Australian professional golfer (born 1954)

Ray Hore (born 9 June 1954) is an Australian professional golfer.

== Early life ==
Hore is from Cobbitty, New South Wales, a rural hamlet near Camden on the outskirts of Sydney. As a youth he completed his golfing apprenticeship at Royal Sydney Golf Club.

== Golf career ==
Hore first received media attention at the 1974 South Australian Open. In the second round, he broke the course record at Glenelg Golf Club with a 66 (−6). He received A$2,000 for breaking the course record and a case of the club's red wine. During the third round, played in "icy winds and rain," Hore came back to the field slightly with a 74 (+2). He was tied for the lead with David Galloway and Randall Vines at 215 (−1). In the final round, all 54-hole leaders played one-over-par golf on the front nine. All remained joint leaders. Vines and Galloway then dropped shots early on the back nine while Hore birdied the 11th. Hore now led by two. Galloway then made a "magnificent" eagle on the 13th to briefly tie but Hore, playing behind, soon birdied to regain the lead. On the 14th hole, however, Hore hit his drive into the woods and made bogey. Playing partner Vines also bogeyed, however, as did Galloway ahead. Hore still held the lead. On the par-4 15th, Hore hit a "pinsplitting" approach and made the birdie putt to expand his lead. On the 18th tee, he had a two stroke lead over Galloway and three over Vines. Hore "betrayed his first sign of strain" when his second shot landed in a grove of trees near the practice area. His third shot then went over the green. Vines, meanwhile, made birdie to finish at 289 (+1) with Galloway. Hore, however, managed to chip on and make bogey for a one stroke win. It was his first professional win.

In the late 1970s and early 1980s, Hore received media attention, especially for his performances at the Royal Fremantle Open. At the 1977 Fremantle event he was at 209 (−7) after three rounds.
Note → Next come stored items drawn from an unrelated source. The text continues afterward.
//! Scripted page interactions run after the page settles

use anyhow::{Context, Result};
use chromiumoxide::Page;
use std::time::Duration;
use tokio::time::sleep;
use tracing::debug;

use super::stabilize::wait_for_selector;
use crate::config::PageAction;

const SELECTOR_POLL: Duration = Duration::from_millis(200);

/// Pause after a click so handlers and transitions can run
const AFTER_CLICK: Duration = Duration::from_millis(300);

/// Execute `actions` in order, stopping at the first failure
pub(crate) async fn run_actions(page: &Page, actions: &[PageAction]) -> Result<()> {
    for (index, action) in actions.iter().enumerate() {
        debug!("Running action {}/{}: {}", index + 1, actions.len(), describe(action));
        run_action(page, action)
            .await
            .with_context(|| format!("Action {} ({}) failed", index + 1, describe(action)))?;
    }
    Ok(())
}

async fn run_action(page: &Page, action: &PageAction) -> Result<()> {
    match action {
        PageAction::Click { selector } => {
            page.find_element(selector.as_str()).await?.click().await?;
            sleep(AFTER_CLICK).await;
        }
        PageAction::Type { selector, text } => {
            page.find_element(selector.as_str())
                .await?
                .click()
                .await?
                .type_str(text)
                .await?;
        }
        PageAction::Press { key } => {
            let target = match page.find_element(":focus").await {
                Ok(element) => element,
                Err(_) => page.find_element("body").await?,
            };
            target.press_key(key).await?;
        }
        PageAction::Wait { ms } => sleep(Duration::from_millis(*ms)).await,
        PageAction::WaitForSelector { selector } => {
            wait_for_selector(page, selector, SELECTOR_POLL).await;
        }
        PageAction::Scroll { pixels } => {
            page.evaluate(format!("window.scrollBy(0, {pixels})")).await?;
        }
        PageAction::ScrollToBottom => {
            page.evaluate(
                "window.scrollTo(0, Math.max(document.body ? document.body.scrollHeight : 0, document.documentElement.scrollHeight))",
            )
            .await?;
        }
    }
    Ok(())
}

fn describe(action: &PageAction) -> String {
    match action {
        PageAction::Click { selector } => format!("click {selector}"),
        PageAction::Type { selector, .. } => format!("type into {selector}"),
        PageAction::Press { key } => format!("press {key}"),
        PageAction::Wait { ms } => format!("wait {ms}ms"),
        PageAction::WaitForSelector { selector } => format!("wait for {selector}"),
        PageAction::Scroll { pixels } => format!("scroll {pixels}px"),
        PageAction::ScrollToBottom => "scroll to bottom".to_string(),
    }
}

#[cfg(test)]
mod tests {
    use super::*;

    #[test]
    fn descriptions_name_the_target() {
        assert_eq!(
            describe(&PageAction::Click { selector: "#accept".into() }),
            "click #accept"
        );
        assert_eq!(describe(&PageAction::Scroll { pixels: -400 }), "scroll -400px");
        assert!(!describe(&PageAction::Type {
            selector: "input[name=q]".into(),
            text: "secret".into()
        })
        .contains("secret"));
    }
}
Hore came home with a 71 (−1) to finish at 280 to defeat David Galloway by two strokes. He was described by the Canberra Times as "one of the most promising young players on the Australian golf scene" after the event. In September 1978, Hore played well at the Wyong Open held in Wyong, New South Wales. He was one back of Barry Burgess heading into the final day at 143. However, "heavy rain" eliminated Friday's play. Hore finished joint runner-up with Ted Ball at the weather-truncated, two round event. The following year Hore again played well at the Royal Fremantle Open. He was at 212 (−4), three shots behind leader Terry Gale, after three rounds. He then "stormed home" with a final round 69 (−3) to finish one behind Gale. In 1980, he recorded his second consecutive runner-up at the event. After two rounds he held the joint lead with Barry Vivian. He shot a third round 75 (+3) to fall several shots behind. However, he shot a final round 70 (−2), the round of the day, to finish in solo second, two behind champion Chris Tickner.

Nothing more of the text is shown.